The second group consists of indicators with a neutral message, which primarily include overall similarity of monetary policy transmission. The Czech Republic differs from the monetary union average in some financial indicators (depth of financial intermediation, private sector debt and the financial assets and liabilities structure of non-financial corporations and households), but this cannot be considered a disadvantage or a fundamental barrier to euro adoption. The indicator of the alignment of the Czech and euro financial cycles is also neutral. As stated above, labour market flexibility is improving in some respects. However, the configuration of the tax and benefit system may reduce the incentive for low-income groups in particular to actively seek employment. The Czech Republic’s competitiveness score is also neutral, for example.

The third group consists of indicators suggesting economic risks associated with potential euro adoption. They primarily include a still unfinished process of real economic convergence of the Czech Republic towards the euro area and persisting lower structural similarity. The often procyclical nature of fiscal policy is a problem as regards the adjustment mechanisms of the Czech economy.
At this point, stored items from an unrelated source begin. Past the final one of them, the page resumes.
//! Entry gate: a recent single-window backtest a pair must pass before a live entry.

use chrono::NaiveDate;
use serde::{Deserialize, Serialize};

use swinglab_core::data::BarSource;
use swinglab_core::SetupRegistry;

use crate::backtest::{run_backtest, BacktestRequest, BacktestResult, RunError};
use crate::config::{EngineConfig, EntryGateConfig};
use crate::metrics::TradeStats;

#[derive(Debug, Clone, PartialEq, Serialize, Deserialize)]
pub enum EntryGateOutcome {
    /// `days = 0`.
    Disabled,
    Passed,
    /// The first threshold that failed, with both values.
    Failed(String),
}

impl EntryGateOutcome {
    pub fn allows_entry(&self) -> bool {
        !matches!(self, Self::Failed(_))
    }
}

/// Check trade count, then avg R, then win rate.
pub fn passes_entry_gate(stats: &TradeStats, gate: &EntryGateConfig) -> EntryGateOutcome {
    if gate.days == 0 {
        return EntryGateOutcome::Disabled;
    }
    if stats.total_trades < gate.min_trades {
        return EntryGateOutcome::Failed(format!(
            "trades {} < {}",
            stats.total_trades, gate.min_trades
        ));
    }
    if stats.avg_r < gate.min_avg_r {
        return EntryGateOutcome::Failed(format!(
            "avg_r {:.2} < {:.2}",
            stats.avg_r, gate.min_avg_r
        ));
    }
    if stats.win_rate < gate.min_win_rate {
        return EntryGateOutcome::Failed(format!(
            "win_rate {:.2} < {:.2}",
            stats.win_rate, gate.min_win_rate
        ));
    }
    EntryGateOutcome::Passed
}

/// Backtest the last `entry_gate.days` trading days and apply the gate.
///
/// Returns `None` for the backtest when the gate is disabled.
pub fn evaluate_entry_gate(
    source: &dyn BarSource,
    symbol: &str,
    setup_name: &str,
    end: NaiveDate,
    config: &EngineConfig,
    registry: &SetupRegistry,
) -> Result<(EntryGateOutcome, Option<BacktestResult>), RunError> {
    let gate = &config.entry_gate;
    if gate.days == 0 {
        return Ok((EntryGateOutcome::Disabled, None));
    }
    let request = BacktestRequest::recent(symbol, setup_name, end, gate.days);
    let result = run_backtest(source, &request, config, registry)?;
    let outcome = passes_entry_gate(&result.stats, gate);
    match &outcome {
        EntryGateOutcome::Failed(reason) => {
            log::info!("entry gate {} {}: blocked ({reason})", result.symbol, result.setup_name)
        }
        _ => log::debug!("entry gate {} {}: passed", result.symbol, result.setup_name),
    }
    Ok((outcome, Some(result)))
}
The need to stabilise the pandemic-hit economy using fiscal policy tools has been reflected in a significant deterioration in the structural deficit this year. Czech public finance sustainability also remains an issue due to population ageing.

In addition to benefits, the adoption of the single currency also entails obligations, which must be taken into account when deciding on the timing of euro area entry. The total financial costs that will be associated with euro adoption in the future may evolve. The currently estimated financial obligations for the Czech economy, which were not known when the Czech Republic joined the European Union, mainly include a subscription of capital of the European Stability Mechanism and a transfer of contributions from banks registered in the Czech Republic to the Single Resolution Fund.

To sum up, the Czech Republic is only compliant with the criterion on the convergence of interest rates in 2020. In the context of the ongoing pandemic and the related global economic downturn, it is difficult to assess whether the Czech Republic’s economic preparedness to adopt the euro has improved or deteriorated. The deep decline in GDP in the euro area corresponds to the synchronised contraction of the global economy, the scale of which is unprecedented in the post-World War II era. Moreover, unresolved debt and structural issues persist in a number of euro area countries.

In view of the above facts, the Ministry of Finance and the Czech National Bank, in line with the Czech Republic’s Updated Euro-area Accession Strategy, recommend that the Czech government should not set a target date for euro area entry for the time being. This recommendation implies that the government should not aim for the Czech Republic to join the exchange rate mechanism for now.